Jürgen Klinsmann, standing on the edge of the wall, ducked when Hässler took his 90th-minute free-kick, and the ball was whipped over him and into the top right corner. It was a tremendous strike by the best player on the day, and cancelled out Igor Dobrovolskiy's penalty opener for the Commonwealth of Independent States (CIS).
The Soviet Union qualified for the finals before the nation was dissolved at the end of 1991. The team competed as the CIS at the finals, and their chances of beating Germany – much improved despite the absence of the injured Lothar Matthäus – received a lift when Rudi Völler broke his arm in a challenge with Oleh Kuznetzov, though he stayed on the pitch long enough to get a head to a Hässler cross.

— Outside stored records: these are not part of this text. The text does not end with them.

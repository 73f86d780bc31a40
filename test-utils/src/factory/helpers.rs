//! Shared helper utilities for factory methods.

use sea_orm::{DatabaseConnection, DbErr};

/// Counter for generating unique values across all factories.
static COUNTER: std::sync::atomic::AtomicU64 = std::sync::atomic::AtomicU64::new(1);

/// Gets the next unique counter value for test data.
pub fn next_id() -> u64 {
    COUNTER.fetch_add(1, std::sync::atomic::Ordering::SeqCst)
}

/// Creates a pending appointment with every entity it references.
///
/// Creates, in order:
/// 1. Client user
/// 2. Manicure user
/// 3. Salon service owned by the manicure
/// 4. Appointment linking the three
///
/// # Returns
/// - `Ok((client, staff, service, appointment))` - Tuple of all created entities
/// - `Err(DbErr)` - Database error during creation
pub async fn create_appointment_with_dependencies(
    db: &DatabaseConnection,
) -> Result<
    (
        entity::user::Model,
        entity::user::Model,
        entity::salon_service::Model,
        entity::appointment::Model,
    ),
    DbErr,
> {
    let client = crate::factory::user::create_client(db).await?;
    let staff = crate::factory::user::create_manicure(db).await?;
    let service = crate::factory::salon_service::create_salon_service(db, Some(staff.id)).await?;
    let appointment =
        crate::factory::appointment::create_appointment(db, service.id, client.id, staff.id)
            .await?;

    Ok((client, staff, service, appointment))
}
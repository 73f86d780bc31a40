use sea_orm_migration::{prelude::*, schema::*};

#[derive(DeriveMigrationName)]
pub struct Migration;

#[async_trait::async_trait]
impl MigrationTrait for Migration {
    async fn up(&self, manager: &SchemaManager) -> Result<(), DbErr> {
        manager
            .create_table(
                Table::create()
                    .table(User::Table)
                    .if_not_exists()
                    .col(pk_auto(User::Id))
                    .col(string(User::Name))
                    .col(string_uniq(User::Email))
                    .col(string_null(User::Phone))
                    .col(string(User::PasswordHash))
                    .col(string_len(User::Role, 16).default("cliente"))
                    .col(
                        timestamp(User::CreatedAt)
                            .default(Expr::current_timestamp())
                            .not_null(),
                    )
                    .to_owned(),
            )
            .await
    }

    async fn down(&self, manager: &SchemaManager) -> Result<(), DbErr> {
        manager
            .drop_table(Table::drop().table(User::Table).to_owned())
            .await
    }
}

#[derive(DeriveIden)]
pub enum User {
    Table,
    Id,
    Name,
    Email,
    Phone,
    PasswordHash,
    Role,
    CreatedAt,
}
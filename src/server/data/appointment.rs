//! Appointment data repository.
//!
//! Besides plain CRUD this repository owns the compare-and-swap write used for
//! optimistic concurrency: an update only lands when the stored version still matches
//! the version the caller read.

use chrono::Utc;
use sea_orm::{
    ActiveModelTrait, ActiveValue, ColumnTrait, DatabaseConnection, DbErr, EntityTrait,
    QueryFilter, QueryOrder,
};

use crate::server::model::{
    add_on::add_ons_into_entity,
    appointment::{Appointment, AppointmentChanges, AppointmentFilter, CreateAppointmentParam},
};

/// Version assigned to newly created appointments.
pub const INITIAL_VERSION: i32 = 1;

pub struct AppointmentRepository<'a> {
    db: &'a DatabaseConnection,
}

impl<'a> AppointmentRepository<'a> {
    pub fn new(db: &'a DatabaseConnection) -> Self {
        Self { db }
    }

    /// Inserts a new appointment at version 1.
    ///
    /// # Arguments
    /// - `param` - Booking details; referenced rows must already exist
    ///
    /// # Returns
    /// - `Ok(Appointment)` - The stored appointment
    /// - `Err(DbErr)` - Insert failed, including foreign key violations
    pub async fn create(&self, param: CreateAppointmentParam) -> Result<Appointment, DbErr> {
        let entity = entity::appointment::ActiveModel {
            service_id: ActiveValue::Set(param.service_id),
            estimated_duration: ActiveValue::Set(param.estimated_duration),
            scheduled_at: ActiveValue::Set(param.scheduled_at),
            client_id: ActiveValue::Set(param.client_id),
            staff_id: ActiveValue::Set(param.staff_id),
            status: ActiveValue::Set(param.status.into()),
            add_ons: ActiveValue::Set(add_ons_into_entity(param.add_ons)),
            version: ActiveValue::Set(INITIAL_VERSION),
            created_at: ActiveValue::Set(Utc::now()),
            ..Default::default()
        }
        .insert(self.db)
        .await?;

        Ok(Appointment::from_entity(entity))
    }

    /// Finds an appointment by ID.
    ///
    /// # Returns
    /// - `Ok(Some(Appointment))` - Appointment found
    /// - `Ok(None)` - No appointment with that ID
    /// - `Err(DbErr)` - Database error during query
    pub async fn find_by_id(&self, id: i32) -> Result<Option<Appointment>, DbErr> {
        let entity = entity::prelude::Appointment::find_by_id(id)
            .one(self.db)
            .await?;

        Ok(entity.map(Appointment::from_entity))
    }

    /// Lists appointments matching `filter`, earliest first.
    pub async fn find_all(&self, filter: AppointmentFilter) -> Result<Vec<Appointment>, DbErr> {
        let mut query = entity::prelude::Appointment::find();

        if let Some(client_id) = filter.client_id {
            query = query.filter(entity::appointment::Column::ClientId.eq(client_id));
        }
        if let Some(staff_id) = filter.staff_id {
            query = query.filter(entity::appointment::Column::StaffId.eq(staff_id));
        }
        if let Some(status) = filter.status {
            let status: entity::sea_orm_active_enums::AppointmentStatus = status.into();
            query = query.filter(entity::appointment::Column::Status.eq(status));
        }

        let entities = query
            .order_by_asc(entity::appointment::Column::ScheduledAt)
            .order_by_asc(entity::appointment::Column::Id)
            .all(self.db)
            .await?;

        Ok(entities.into_iter().map(Appointment::from_entity).collect())
    }

    /// Applies `changes` only if the stored version still equals `expected_version`.
    ///
    /// The write is a single `UPDATE ... WHERE id = ? AND version = ?` which also bumps
    /// the version, so two writers that read the same version cannot both succeed.
    ///
    /// # Arguments
    /// - `id` - Appointment ID
    /// - `expected_version` - Version the caller read before deciding on the change
    /// - `changes` - Fields to overwrite; `None` fields are left untouched
    ///
    /// # Returns
    /// - `Ok(Some(Appointment))` - Update applied; the returned record carries the new version
    /// - `Ok(None)` - No row matched: the appointment is gone or its version moved on
    /// - `Err(DbErr)` - Database error during update
    pub async fn update_if_version(
        &self,
        id: i32,
        expected_version: i32,
        changes: AppointmentChanges,
    ) -> Result<Option<Appointment>, DbErr> {
        let mut active_model = entity::appointment::ActiveModel {
            version: ActiveValue::Set(expected_version + 1),
            ..Default::default()
        };

        if let Some(service_id) = changes.service_id {
            active_model.service_id = ActiveValue::Set(service_id);
        }
        if let Some(estimated_duration) = changes.estimated_duration {
            active_model.estimated_duration = ActiveValue::Set(estimated_duration);
        }
        if let Some(scheduled_at) = changes.scheduled_at {
            active_model.scheduled_at = ActiveValue::Set(scheduled_at);
        }
        if let Some(client_id) = changes.client_id {
            active_model.client_id = ActiveValue::Set(client_id);
        }
        if let Some(staff_id) = changes.staff_id {
            active_model.staff_id = ActiveValue::Set(staff_id);
        }
        if let Some(status) = changes.status {
            active_model.status = ActiveValue::Set(status.into());
        }
        if let Some(add_ons) = changes.add_ons {
            active_model.add_ons = ActiveValue::Set(add_ons_into_entity(add_ons));
        }

        let result = entity::prelude::Appointment::update_many()
            .set(active_model)
            .filter(entity::appointment::Column::Id.eq(id))
            .filter(entity::appointment::Column::Version.eq(expected_version))
            .exec(self.db)
            .await?;

        if result.rows_affected == 0 {
            return Ok(None);
        }

        self.find_by_id(id).await
    }

    /// Deletes an appointment.
    ///
    /// # Returns
    /// - `Ok(true)` - Appointment deleted
    /// - `Ok(false)` - No appointment with that ID
    /// - `Err(DbErr)` - Database error during delete
    pub async fn delete(&self, id: i32) -> Result<bool, DbErr> {
        let result = entity::prelude::Appointment::delete_by_id(id)
            .exec(self.db)
            .await?;

        Ok(result.rows_affected > 0)
    }
}
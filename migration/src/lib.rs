pub use sea_orm_migration::prelude::*;

mod m20261001_000001_create_user_table;
mod m20261001_000002_create_salon_service_table;
mod m20261001_000003_create_appointment_table;
mod m20261002_000004_create_salon_info_table;

pub struct Migrator;

#[async_trait::async_trait]
impl MigratorTrait for Migrator {
    fn migrations() -> Vec<Box<dyn MigrationTrait>> {
        vec![
            Box::new(m20261001_000001_create_user_table::Migration),
            Box::new(m20261001_000002_create_salon_service_table::Migration),
            Box::new(m20261001_000003_create_appointment_table::Migration),
            Box::new(m20261002_000004_create_salon_info_table::Migration),
        ]
    }
}
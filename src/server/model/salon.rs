//! Salon metadata domain model.
//!
//! Every stored field is optional. Converting to a DTO fills missing or blank fields
//! with defaults so clients always receive a complete record, even before an admin has
//! saved anything.

use chrono::{DateTime, Utc};

use crate::model::salon::{PhotoGalleryDto, SalonInfoDto, UpdateSalonInfoDto};

pub const DEFAULT_SALON_NAME: &str = "Salão de Beleza";
pub const DEFAULT_OPENING_HOURS: &str = "Segunda a sábado, das 9h às 19h";

/// Named set of photo URLs.
#[derive(Debug, Clone, PartialEq, Eq)]
pub struct PhotoGallery {
    pub name: String,
    pub photos: Vec<String>,
}

impl PhotoGallery {
    pub fn from_entity(entity: entity::json::PhotoGallery) -> Self {
        Self {
            name: entity.name,
            photos: entity.photos,
        }
    }

    pub fn into_entity(self) -> entity::json::PhotoGallery {
        entity::json::PhotoGallery {
            name: self.name,
            photos: self.photos,
        }
    }

    pub fn from_dto(dto: PhotoGalleryDto) -> Self {
        Self {
            name: dto.name,
            photos: dto.photos,
        }
    }

    pub fn into_dto(self) -> PhotoGalleryDto {
        PhotoGalleryDto {
            name: self.name,
            photos: self.photos,
        }
    }
}

/// Salon metadata as stored, before defaults are applied.
#[derive(Debug, Clone, Default, PartialEq, Eq)]
pub struct SalonInfo {
    pub name: Option<String>,
    pub phone: Option<String>,
    pub whatsapp: Option<String>,
    pub address: Option<String>,
    pub email: Option<String>,
    pub instagram: Option<String>,
    pub opening_hours: Option<String>,
    pub galleries: Vec<PhotoGallery>,
    /// `None` until the record has been saved once.
    pub updated_at: Option<DateTime<Utc>>,
}

impl SalonInfo {
    pub fn from_entity(entity: entity::salon_info::Model) -> Self {
        Self {
            name: entity.name,
            phone: entity.phone,
            whatsapp: entity.whatsapp,
            address: entity.address,
            email: entity.email,
            instagram: entity.instagram,
            opening_hours: entity.opening_hours,
            galleries: entity
                .galleries
                .0
                .into_iter()
                .map(PhotoGallery::from_entity)
                .collect(),
            updated_at: Some(entity.updated_at),
        }
    }

    /// Converts to a DTO, replacing missing or blank fields with defaults.
    pub fn into_dto(self) -> SalonInfoDto {
        SalonInfoDto {
            name: or_default(self.name, DEFAULT_SALON_NAME),
            phone: or_default(self.phone, ""),
            whatsapp: or_default(self.whatsapp, ""),
            address: or_default(self.address, ""),
            email: or_default(self.email, ""),
            instagram: or_default(self.instagram, ""),
            opening_hours: or_default(self.opening_hours, DEFAULT_OPENING_HOURS),
            galleries: self
                .galleries
                .into_iter()
                .map(PhotoGallery::into_dto)
                .collect(),
            updated_at: self.updated_at,
        }
    }
}

fn or_default(value: Option<String>, default: &str) -> String {
    match value {
        Some(value) if !value.trim().is_empty() => value,
        _ => default.to_string(),
    }
}

/// Partial metadata update. `None` leaves the stored value untouched.
#[derive(Debug, Clone, Default, PartialEq, Eq)]
pub struct UpdateSalonInfoParam {
    pub name: Option<String>,
    pub phone: Option<String>,
    pub whatsapp: Option<String>,
    pub address: Option<String>,
    pub email: Option<String>,
    pub instagram: Option<String>,
    pub opening_hours: Option<String>,
    pub galleries: Option<Vec<PhotoGallery>>,
}

impl UpdateSalonInfoParam {
    pub fn from_dto(dto: UpdateSalonInfoDto) -> Self {
        Self {
            name: dto.name,
            phone: dto.phone,
            whatsapp: dto.whatsapp,
            address: dto.address,
            email: dto.email,
            instagram: dto.instagram,
            opening_hours: dto.opening_hours,
            galleries: dto
                .galleries
                .map(|galleries| galleries.into_iter().map(PhotoGallery::from_dto).collect()),
        }
    }
}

Anatoliy Byshovets's CIS deployed a curious defence-oriented strategy, with Dobrovolskiy pushed out wide and no central striker, and they flooded the midfield in the hope of a break. The tactic paid dividends when Dobrovolskiy converted a 64th-minute penalty after tangling with Stefan Reuter in the area. The stage was set for a shock result, but Hässler kept his head.